* ASSIGNMENT
Set down each line of the listing below exactly as it is written.

* RECORDS TO USE

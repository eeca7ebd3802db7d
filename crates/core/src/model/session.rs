use crate::model::{QuestionBank, QuizResult};

//
// ─── PHASE / EVENTS ───────────────────────────────────────────────────────────
//

#[derive(Debug, Clone, Copy, PartialEq, Eq)]
pub enum QuizPhase {
    InProgress,
    Finished,
}

/// Inputs the session state machine understands.
#[derive(Debug, Clone, Copy, PartialEq, Eq)]
pub enum SessionEvent {
    Next,
    Previous,
    Select { question: usize, option: usize },
    Finish,
    Restart,
    Tick,
}

/// What an event did to the session.
#[derive(Debug, Clone, Copy, PartialEq, Eq)]
pub enum Transition {
    /// The event was not applicable; state is untouched.
    Ignored,
    /// State changed and the session is still running.
    Updated,
    /// The session moved from `InProgress` to `Finished`.
    Finished,
    /// The session was reset to its initial values.
    Restarted,
}

impl Transition {
    #[must_use]
    pub fn changed(self) -> bool {
        !matches!(self, Transition::Ignored)
    }
}

//
// ─── SESSION STATE ────────────────────────────────────────────────────────────
//

/// Mutable state of one quiz attempt.
///
/// Invariants held after every `apply`:
/// - `current_index < question_count`
/// - `selected_answers.len() == question_count`
/// - `correct_count` equals the number of answers matching the bank
/// - `time_remaining <= time_limit`
#[derive(Debug, Clone, PartialEq, Eq)]
pub struct SessionState {
    current_index: usize,
    selected_answers: Vec<Option<usize>>,
    correct_count: usize,
    time_remaining: u32,
    time_limit: u32,
    phase: QuizPhase,
}

impl SessionState {
    #[must_use]
    pub fn new(question_count: usize, time_limit: u32) -> Self {
        Self {
            current_index: 0,
            selected_answers: vec![None; question_count],
            correct_count: 0,
            time_remaining: time_limit,
            time_limit,
            phase: QuizPhase::InProgress,
        }
    }

    #[must_use]
    pub fn current_index(&self) -> usize {
        self.current_index
    }

    #[must_use]
    pub fn question_count(&self) -> usize {
        self.selected_answers.len()
    }

    #[must_use]
    pub fn selected_answers(&self) -> &[Option<usize>] {
        &self.selected_answers
    }

    #[must_use]
    pub fn selected_answer(&self, question: usize) -> Option<usize> {
        self.selected_answers.get(question).copied().flatten()
    }

    #[must_use]
    pub fn correct_count(&self) -> usize {
        self.correct_count
    }

    #[must_use]
    pub fn answered_count(&self) -> usize {
        self.selected_answers.iter().filter(|a| a.is_some()).count()
    }

    #[must_use]
    pub fn time_remaining(&self) -> u32 {
        self.time_remaining
    }

    #[must_use]
    pub fn time_limit(&self) -> u32 {
        self.time_limit
    }

    #[must_use]
    pub fn phase(&self) -> QuizPhase {
        self.phase
    }

    #[must_use]
    pub fn is_finished(&self) -> bool {
        self.phase == QuizPhase::Finished
    }

    #[must_use]
    pub fn can_go_next(&self) -> bool {
        self.phase == QuizPhase::InProgress && self.current_index + 1 < self.question_count()
    }

    #[must_use]
    pub fn can_go_prev(&self) -> bool {
        self.phase == QuizPhase::InProgress && self.current_index > 0
    }

    /// Score of the recorded answers. Meaningful at any phase; the UI only
    /// shows it once the session is finished.
    #[must_use]
    pub fn result(&self) -> QuizResult {
        QuizResult::new(
            self.correct_count,
            self.answered_count(),
            self.question_count(),
            self.time_limit - self.time_remaining,
        )
    }

    /// Applies one event. The state is never left partially updated.
    pub fn apply(&mut self, bank: &QuestionBank, event: SessionEvent) -> Transition {
        match event {
            SessionEvent::Restart => {
                *self = Self::new(bank.len(), self.time_limit);
                Transition::Restarted
            }
            _ if self.is_finished() => Transition::Ignored,
            SessionEvent::Next => {
                if !self.can_go_next() {
                    return Transition::Ignored;
                }
                self.current_index += 1;
                Transition::Updated
            }
            SessionEvent::Previous => {
                if !self.can_go_prev() {
                    return Transition::Ignored;
                }
                self.current_index -= 1;
                Transition::Updated
            }
            SessionEvent::Select { question, option } => self.select(bank, question, option),
            SessionEvent::Finish => {
                self.phase = QuizPhase::Finished;
                Transition::Finished
            }
            SessionEvent::Tick => {
                self.time_remaining = self.time_remaining.saturating_sub(1);
                if self.time_remaining == 0 {
                    self.phase = QuizPhase::Finished;
                    return Transition::Finished;
                }
                Transition::Updated
            }
        }
    }

    fn select(&mut self, bank: &QuestionBank, question: usize, option: usize) -> Transition {
        let valid = question < self.selected_answers.len()
            && bank.get(question).is_some_and(|q| q.has_option(option));
        if !valid {
            return Transition::Ignored;
        }
        if self.selected_answers[question] == Some(option) {
            return Transition::Ignored;
        }
        self.selected_answers[question] = Some(option);
        self.recount(bank);
        Transition::Updated
    }

    fn recount(&mut self, bank: &QuestionBank) {
        self.correct_count = self
            .selected_answers
            .iter()
            .zip(bank)
            .filter(|(answer, question)| answer.is_some_and(|a| question.is_correct(a)))
            .count();
    }
}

* SOLUTION
repository eeca7ebd3802db7d
filename crates/core/src/model/session.rs
use crate::model::{QuestionBank, QuizResult};

//
// ─── PHASE / EVENTS ───────────────────────────────────────────────────────────
//

#[derive(Debug, Clone, Copy, PartialEq, Eq)]
pub enum QuizPhase {
    InProgress,
    Finished,
}

/// Inputs the session state machine understands.
#[derive(Debug, Clone, Copy, PartialEq, Eq)]
pub enum SessionEvent {
    Next,
    Previous,
    Select { question: usize, option: usize },
    Finish,
    Restart,
    Tick,
}

/// What an event did to the session.
#[derive(Debug, Clone, Copy, PartialEq, Eq)]
pub enum Transition {
    /// The event was not applicable; state is untouched.
    Ignored,
    /// State changed and the session is still running.
    Updated,
    /// The session moved from `InProgress` to `Finished`.
    Finished,
    /// The session was reset to its initial values.
    Restarted,
}

impl Transition {
    #[must_use]
    pub fn changed(self) -> bool {
        !matches!(self, Transition::Ignored)
    }
}

//
// ─── SESSION STATE ────────────────────────────────────────────────────────────
//

/// Mutable state of one quiz attempt.
///
/// Invariants held after every `apply`:
/// - `current_index < question_count`
/// - `selected_answers.len() == question_count`
/// - `correct_count` equals the number of answers matching the bank
/// - `time_remaining <= time_limit`
#[derive(Debug, Clone, PartialEq, Eq)]
pub struct SessionState {
    current_index: usize,
    selected_answers: Vec<Option<usize>>,
    correct_count: usize,
    time_remaining: u32,
    time_limit: u32,
    phase: QuizPhase,
}

impl SessionState {
    #[must_use]
    pub fn new(question_count: usize, time_limit: u32) -> Self {
        Self {
            current_index: 0,
            selected_answers: vec![None; question_count],
            correct_count: 0,
            time_remaining: time_limit,
            time_limit,
            phase: QuizPhase::InProgress,
        }
    }

    #[must_use]
    pub fn current_index(&self) -> usize {
        self.current_index
    }

    #[must_use]
    pub fn question_count(&self) -> usize {
        self.selected_answers.len()
    }

    #[must_use]
    pub fn selected_answers(&self) -> &[Option<usize>] {
        &self.selected_answers
    }

    #[must_use]
    pub fn selected_answer(&self, question: usize) -> Option<usize> {
        self.selected_answers.get(question).copied().flatten()
    }

    #[must_use]
    pub fn correct_count(&self) -> usize {
        self.correct_count
    }

    #[must_use]
    pub fn answered_count(&self) -> usize {
        self.selected_answers.iter().filter(|a| a.is_some()).count()
    }

    #[must_use]
    pub fn time_remaining(&self) -> u32 {
        self.time_remaining
    }

    #[must_use]
    pub fn time_limit(&self) -> u32 {
        self.time_limit
    }

    #[must_use]
    pub fn phase(&self) -> QuizPhase {
        self.phase
    }

    #[must_use]
    pub fn is_finished(&self) -> bool {
        self.phase == QuizPhase::Finished
    }

    #[must_use]
    pub fn can_go_next(&self) -> bool {
        self.phase == QuizPhase::InProgress && self.current_index + 1 < self.question_count()
    }

    #[must_use]
    pub fn can_go_prev(&self) -> bool {
        self.phase == QuizPhase::InProgress && self.current_index > 0
    }

    /// Score of the recorded answers. Meaningful at any phase; the UI only
    /// shows it once the session is finished.
    #[must_use]
    pub fn result(&self) -> QuizResult {
        QuizResult::new(
            self.correct_count,
            self.answered_count(),
            self.question_count(),
            self.time_limit - self.time_remaining,
        )
    }

    /// Applies one event. The state is never left partially updated.
    pub fn apply(&mut self, bank: &QuestionBank, event: SessionEvent) -> Transition {
        match event {
            SessionEvent::Restart => {
                *self = Self::new(bank.len(), self.time_limit);
                Transition::Restarted
            }
            _ if self.is_finished() => Transition::Ignored,
            SessionEvent::Next => {
                if !self.can_go_next() {
                    return Transition::Ignored;
                }
                self.current_index += 1;
                Transition::Updated
            }
            SessionEvent::Previous => {
                if !self.can_go_prev() {
                    return Transition::Ignored;
                }
                self.current_index -= 1;
                Transition::Updated
            }
            SessionEvent::Select { question, option } => self.select(bank, question, option),
            SessionEvent::Finish => {
                self.phase = QuizPhase::Finished;
                Transition::Finished
            }
            SessionEvent::Tick => {
                self.time_remaining = self.time_remaining.saturating_sub(1);
                if self.time_remaining == 0 {
                    self.phase = QuizPhase::Finished;
                    return Transition::Finished;
                }
                Transition::Updated
            }
        }
    }

    fn select(&mut self, bank: &QuestionBank, question: usize, option: usize) -> Transition {
        let valid = question < self.selected_answers.len()
            && bank.get(question).is_some_and(|q| q.has_option(option));
        if !valid {
            return Transition::Ignored;
        }
        if self.selected_answers[question] == Some(option) {
            return Transition::Ignored;
        }
        self.selected_answers[question] = Some(option);
        self.recount(bank);
        Transition::Updated
    }

    fn recount(&mut self, bank: &QuestionBank) {
        self.correct_count = self
            .selected_answers
            .iter()
            .zip(bank)
            .filter(|(answer, question)| answer.is_some_and(|a| question.is_correct(a)))
            .count();
    }
}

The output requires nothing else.